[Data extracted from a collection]
┌──

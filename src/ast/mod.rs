//! MQL abstract syntax tree.
//!
//! The parser produces a [`Query`] in the [`Raw`] stage: property names and
//! literals as written. The resolver turns it into a [`ResolvedQuery`] where
//! every property is bound to its [`PropertyDefinition`] and every literal is
//! a typed [`ResolvedValue`].

pub mod conditions;
pub mod operators;
pub mod query;
pub mod values;

pub use conditions::*;
pub use operators::*;
pub use query::*;
pub use values::*;

use serde::Serialize;
use std::fmt;
use std::sync::Arc;

use crate::schema::PropertyDefinition;

/// Marks a tree as raw or resolved and picks the node payload types.
pub trait Stage: fmt::Debug + Clone + PartialEq {
    type Property: fmt::Debug + fmt::Display + Clone + PartialEq + Serialize;
    type Value: fmt::Debug + fmt::Display + Clone + PartialEq + Serialize;

    /// The property as the user spelled it.
    fn written(property: &Self::Property) -> &PropertyRef;

    fn is_null(value: &Self::Value) -> bool;
}

/// Straight out of the parser.
#[derive(Debug, Clone, Copy, PartialEq, Eq)]
pub struct Raw;

/// Bound to a schema snapshot.
#[derive(Debug, Clone, Copy, PartialEq, Eq)]
pub struct Resolved;

impl Stage for Raw {
    type Property = PropertyRef;
    type Value = Literal;

    fn written(property: &PropertyRef) -> &PropertyRef {
        property
    }

    fn is_null(value: &Literal) -> bool {
        matches!(value, Literal::Null)
    }
}

impl Stage for Resolved {
    type Property = BoundProperty;
    type Value = ResolvedValue;

    fn written(property: &BoundProperty) -> &PropertyRef {
        &property.written
    }

    fn is_null(value: &ResolvedValue) -> bool {
        matches!(value, ResolvedValue::Null)
    }
}

/// A property reference bound to its schema definition.
///
/// Equality looks at the definition only, so `status` and `'Status'` bind
/// identically.
#[derive(Debug, Clone, Serialize)]
pub struct BoundProperty {
    pub definition: Arc<PropertyDefinition>,
    pub written: PropertyRef,
}

impl BoundProperty {
    pub fn new(definition: Arc<PropertyDefinition>, written: PropertyRef) -> Self {
        Self {
            definition,
            written,
        }
    }

    pub fn name(&self) -> &str {
        &self.definition.name
    }

    pub fn column(&self) -> &str {
        &self.definition.column
    }
}

impl PartialEq for BoundProperty {
    fn eq(&self, other: &Self) -> bool {
        self.definition == other.definition
    }
}
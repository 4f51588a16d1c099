//! Property schema seen by the query core.
//!
//! The schema store itself lives outside this crate. The core only needs the
//! read-only view described by [`SchemaLookup`]; [`SchemaSnapshot`] is a
//! ready-made in-memory implementation for the CLI and tests.

mod snapshot;

pub use snapshot::{CardRecord, SchemaSnapshot};

use serde::{Deserialize, Serialize};
use std::fmt;
use std::sync::Arc;

use crate::ast::ResolvedValue;

/// Stable identifier of a card (record).
#[derive(Debug, Clone, Copy, PartialEq, Eq, Hash, PartialOrd, Ord, Serialize, Deserialize)]
pub struct CardId(pub i64);

/// Stable identifier of a project member.
#[derive(Debug, Clone, Copy, PartialEq, Eq, Hash, PartialOrd, Ord, Serialize, Deserialize)]
pub struct UserId(pub i64);

impl fmt::Display for CardId {
    fn fmt(&self, f: &mut fmt::Formatter<'_>) -> fmt::Result {
        write!(f, "{}", self.0)
    }
}

impl fmt::Display for UserId {
    fn fmt(&self, f: &mut fmt::Formatter<'_>) -> fmt::Result {
        write!(f, "{}", self.0)
    }
}

/// How a condition names another card.
#[derive(Debug, Clone, PartialEq, Eq, Hash, Serialize, Deserialize)]
pub enum CardReference {
    /// `NUMBER 42` or a bare number.
    Number(i64),
    /// Display format, e.g. `#42 Login page`.
    Display(String),
}

impl fmt::Display for CardReference {
    fn fmt(&self, f: &mut fmt::Formatter<'_>) -> fmt::Result {
        match self {
            CardReference::Number(n) => write!(f, "#{}", n),
            CardReference::Display(s) => write!(f, "{}", s),
        }
    }
}

impl CardReference {
    /// Leading `#<number>` of a display string, if any.
    pub fn number(&self) -> Option<i64> {
        match self {
            CardReference::Number(n) => Some(*n),
            CardReference::Display(s) => {
                let rest = s.trim().strip_prefix('#')?;
                let digits: String = rest.chars().take_while(|c| c.is_ascii_digit()).collect();
                digits.parse().ok()
            }
        }
    }
}

/// The kind of a property, which drives literal resolution and SQL shape.
#[derive(Debug, Clone, PartialEq, Eq, Serialize, Deserialize)]
#[serde(tag = "type", rename_all = "snake_case")]
pub enum PropertyKind {
    /// Managed list of values. `numeric` lists compare numerically.
    Enumerated {
        #[serde(default)]
        numeric: bool,
    },
    /// Free text.
    Text,
    /// Free number.
    Numeric,
    Date,
    User,
    /// Points at another card, optionally as a level of a named tree.
    CardRelationship {
        #[serde(default)]
        tree: Option<String>,
    },
    /// Computed numeric value, read-only.
    Formula,
    /// Numeric roll-up over a tree's descendants.
    Aggregate {
        #[serde(default)]
        tree: Option<String>,
    },
}

impl PropertyKind {
    pub fn is_numeric(&self) -> bool {
        matches!(
            self,
            PropertyKind::Enumerated { numeric: true }
                | PropertyKind::Numeric
                | PropertyKind::Formula
                | PropertyKind::Aggregate { .. }
        )
    }

    pub fn describe(&self) -> &'static str {
        match self {
            PropertyKind::Enumerated { numeric: false } => "managed text",
            PropertyKind::Enumerated { numeric: true } => "managed number",
            PropertyKind::Text => "free text",
            PropertyKind::Numeric => "free number",
            PropertyKind::Date => "date",
            PropertyKind::User => "user",
            PropertyKind::CardRelationship { .. } => "card relationship",
            PropertyKind::Formula => "formula",
            PropertyKind::Aggregate { .. } => "aggregate",
        }
    }
}

/// One legal value of an enumerated or user property.
#[derive(Debug, Clone, PartialEq, Eq, Serialize, Deserialize)]
pub struct PropertyValue {
    pub id: i64,
    /// Stored value; the login for user properties.
    pub value: String,
    /// Alternative name a user property also answers to.
    #[serde(default)]
    pub display_name: Option<String>,
}

impl PropertyValue {
    pub fn new(id: i64, value: impl Into<String>) -> Self {
        Self {
            id,
            value: value.into(),
            display_name: None,
        }
    }

    pub fn with_display_name(mut self, name: impl Into<String>) -> Self {
        self.display_name = Some(name.into());
        self
    }

    /// Case-insensitive match on value or display name.
    pub fn answers_to(&self, text: &str) -> bool {
        self.value.eq_ignore_ascii_case(text)
            || self
                .display_name
                .as_deref()
                .map(|d| d.eq_ignore_ascii_case(text))
                .unwrap_or(false)
    }
}

/// Schema-level descriptor of one filterable attribute.
#[derive(Debug, Clone, PartialEq, Eq, Serialize, Deserialize)]
pub struct PropertyDefinition {
    pub name: String,
    pub column: String,
    #[serde(flatten)]
    pub kind: PropertyKind,
    /// Ordered legal values; order matters for enumerated comparisons.
    #[serde(default)]
    pub values: Vec<PropertyValue>,
}

impl PropertyDefinition {
    pub fn new(name: impl Into<String>, column: impl Into<String>, kind: PropertyKind) -> Self {
        Self {
            name: name.into(),
            column: column.into(),
            kind,
            values: Vec::new(),
        }
    }

    pub fn with_values<I, V>(mut self, values: I) -> Self
    where
        I: IntoIterator<Item = V>,
        V: Into<String>,
    {
        let start = self.values.len() as i64;
        self.values.extend(
            values
                .into_iter()
                .enumerate()
                .map(|(i, v)| PropertyValue::new(start + i as i64 + 1, v)),
        );
        self
    }

    pub fn with_value(mut self, value: PropertyValue) -> Self {
        self.values.push(value);
        self
    }

    pub fn is_named(&self, name: &str) -> bool {
        self.name.eq_ignore_ascii_case(name)
    }

    /// Position of a value in the managed list, case-insensitive.
    pub fn position_of(&self, value: &str) -> Option<usize> {
        self.values.iter().position(|v| v.value.eq_ignore_ascii_case(value))
    }
}

/// Read-only view of one project's schema.
///
/// Implementations must be safe to share across threads; every lookup is
/// made during a single resolve pass and never cached by the core.
pub trait SchemaLookup {
    /// Find a property by name, case-insensitively.
    fn find_property(&self, name: &str) -> Option<Arc<PropertyDefinition>>;

    /// Turn `NUMBER n` or a display string into a card id.
    fn resolve_card_reference(&self, reference: &CardReference) -> Option<CardId>;

    /// Current value of a project variable.
    fn resolve_project_variable(&self, name: &str) -> Option<ResolvedValue>;

    /// All property names, used for "did you mean" suggestions.
    fn property_names(&self) -> Vec<String> {
        Vec::new()
    }

    /// Value of `property` on `card`. `None` means the card has no value.
    fn card_property_value(
        &self,
        _card: CardId,
        _property: &PropertyDefinition,
    ) -> Option<ResolvedValue> {
        None
    }
}

#[cfg(test)]
mod tests {
    use super::*;

    #[test]
    fn test_card_reference_number() {
        assert_eq!(CardReference::Number(7).number(), Some(7));
        assert_eq!(
            CardReference::Display("#42 Login page".to_string()).number(),
            Some(42)
        );
        assert_eq!(CardReference::Display("Login page".to_string()).number(), None);
    }

    #[test]
    fn test_value_positions_are_case_insensitive() {
        let status = PropertyDefinition::new(
            "Status",
            "cp_status",
            PropertyKind::Enumerated { numeric: false },
        )
        .with_values(["New", "Open", "Closed"]);
        assert_eq!(status.position_of("open"), Some(1));
        assert_eq!(status.values[2].id, 3);
        assert!(status.is_named("STATUS"));
    }
}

└──

## TASK REQUIREMENTS:
Return nothing but the lines from the top of the records above through the line that has "pub mod values;". Keep each one exact.

## RESULT OF THIS EXERCISE:
filename src/ast/mod.rs
//! MQL abstract syntax tree.
//!
//! The parser produces a [`Query`] in the [`Raw`] stage: property names and
//! literals as written. The resolver turns it into a [`ResolvedQuery`] where
//! every property is bound to its [`PropertyDefinition`] and every literal is
//! a typed [`ResolvedValue`].

pub mod conditions;
pub mod operators;
pub mod query;
pub mod values;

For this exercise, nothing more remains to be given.